RATIO 1) The 5% franchise tax rate provided in Section 259 of the Tax Code was never intended to have a
universal application. The said Section 259 of the Tax Code expressly allows the payment of taxes at rates
lower than 5% when the charter granting the franchise of a grantee, like the one granted to the private
respondent under Section 4 of RA 3843, precludes the imposition of a higher tax. RA 3843 did not only fix and
specify a franchise tax of 2% on its gross receipts, but made it in lieu of any and all taxes, all laws to the
contrary notwithstanding, thus, leaving no room for doubt regarding the legislative intent. Charters or special
laws granted and enacted by the Legislature are in the nature of private contracts. They do not constitute a
part of the machinery of the general government. They are usually adopted after careful consideration of the
private rights in relation with resultant benefits to the State x x x in passing a special charter the attention of
the Legislature is directed to the facts and circumstances which the act or charter is intended to meet. The
Legislature considers (sic) and make (sic) provision for all the circumstances of a particular case. In view of
the foregoing, The Court finds no reason to disturb CTAs ruling upholding the constitutionality of the law in
question.

2) The question of whether a statute operates retrospectively or only prospectively depends on the legislative
intent. In the instant case, Act No. 3843 provides that effective . . . upon the date the original franchise
was granted, no other tax and/or licenses other than the franchise tax of two per centum on the gross
receipts . . . shall be collected, any provision to the contrary notwithstanding. RA 3843 therefore specifically
provided for the retroactive effect of the law. RULING Decision affirmed.

ABS-CBN v. CTA 1981

FACTS: ABS-CBN is engaged in the business of telecasting local as well as foreign films acquired from foreign
corporations not engaged in trade or business within the Philippines. The applicable law wrt the income tax
of non-resident corporations is section 24 (b) of the National Internal Revenue Code, as amended by Republic
Act No. 2343 dated June 20, 19598.
On April 12, 1961, in implementation of said provision, the CIR issued General Circular No. V-3349.Pursuant
to the foregoing, ABS-CBN dutifully withheld and turned over to the BIR the amount of 30% of one-half of the
film rentals paid by it to foreign corporations not engaged in trade or business within the Philippines. The last
year that ABS-CBN withheld taxes pursuant to the foregoing Circular was in 1968.
On June 27, 1968, RA 5431 amended Section 24 (b) 10 of the Tax Code increasing the tax rate from 30 % to
35 % and revising the tax basis from "such amount" referring to rents, etc. to "gross income."
On February 8, 1971, the CIR issued Revenue Memorandum Circular No. 4-71, revoking General Circular No.
V-334, and holding that the latter was "erroneous for lack of legal basis," because "the tax therein prescribed
should be based on gross income without deduction whatever.

On the basis of this new Circular, CIR issued against ABS- CBN a letter of assessment and demand requiring
them to pay deficiency withholding income tax on the remitted film rentals for the years 1965 through 1968
and film royalty as of the end of 1968 in the total amount of P525,897.06.

ISSUE:
Whether or not respondent can apply General Circular No. 4-71 retroactively.
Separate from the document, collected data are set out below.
use rust_decimal::Decimal;
use serde::{Deserialize, Serialize};

/// A `Decimal` clamped to `[0, 1]`.
#[derive(Debug, Clone, Copy, PartialEq, PartialOrd, Serialize, Deserialize)]
pub struct Confidence(Decimal);

impl Confidence {
    pub fn new(value: Decimal) -> Self {
        Self(value.clamp(Decimal::ZERO, Decimal::ONE))
    }

    pub fn zero() -> Self {
        Self(Decimal::ZERO)
    }

    pub fn value(&self) -> Decimal {
        self.0
    }
}

impl std::ops::Mul<Decimal> for Confidence {
    type Output = Confidence;
    fn mul(self, rhs: Decimal) -> Confidence {
        Confidence::new(self.0 * rhs)
    }
}

impl std::ops::Add for Confidence {
    type Output = Confidence;
    fn add(self, rhs: Confidence) -> Confidence {
        Confidence::new(self.0 + rhs.0)
    }
}
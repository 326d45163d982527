//! Entry point pulling in the nested scenario-family test files. Cargo
//! only auto-discovers `.rs` files directly under `tests/`; files in
//! subdirectories need an explicit `#[path]` module to be compiled.

#[path = "scenarios/signal_generation.rs"]
mod signal_generation;

#[path = "scenarios/position_lifecycle.rs"]
mod position_lifecycle;

#[path = "scenarios/capital_conservation.rs"]
mod capital_conservation;
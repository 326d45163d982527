use rust_decimal::Decimal;

use crate::domain::indicators::{require_history, IndicatorResult};
use crate::domain::market::candle::Candle;

#[derive(Debug, Clone, Copy, PartialEq)]
pub struct StochasticOutput {
    pub k: Decimal,
    pub d: Decimal,
}

fn raw_k(window: &[Candle]) -> Decimal {
    let high = window.iter().map(|c| c.high).fold(Decimal::MIN, Decimal::max);
    let low = window.iter().map(|c| c.low).fold(Decimal::MAX, Decimal::min);
    let close = window.last().expect("window is non-empty by construction").close;
    if high == low {
        return Decimal::new(50, 0);
    }
    (close - low) / (high - low) * Decimal::ONE_HUNDRED
}

/// %K period 14, %D = SMA(3) of %K.
pub fn stochastic(candles: &[Candle], k_period: usize, d_period: usize) -> IndicatorResult<StochasticOutput> {
    require_history(candles, k_period + d_period - 1)?;

    let mut k_values = Vec::with_capacity(d_period);
    let start = candles.len() - d_period;
    for i in start..candles.len() {
        let window_start = i + 1 - k_period;
        k_values.push(raw_k(&candles[window_start..=i]));
    }

    let k = *k_values.last().expect("d_period >= 1 guarantees at least one value");
    let d = k_values.iter().sum::<Decimal>() / Decimal::from(k_values.len());

    Ok(StochasticOutput { k, d })
}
Held: Rulings or circulars promulgated by the Commissioner have no retroactive application where to so
apply them would be prejudicial to taxpayers. Herein, the prejudice the company of the
retroactive application of Memorandum Circular 4-71 is beyond question. It was issued only in 1971, or three
years after 1968, the last year that petitioner had withheld taxes under General Circular No. V-334. The
assessment and demand on petitioner to pay deficiency withholding income tax was also made three years
after 1968 for a period of time commencing in 1965. The company was no longer in a position to withhold
taxes due from foreign corporations because it had already remitted all film rentals and had no longer control
over them when the new circular was issued. Insofar as the enumerated exceptions are concerned, the
company does not fall under any of them.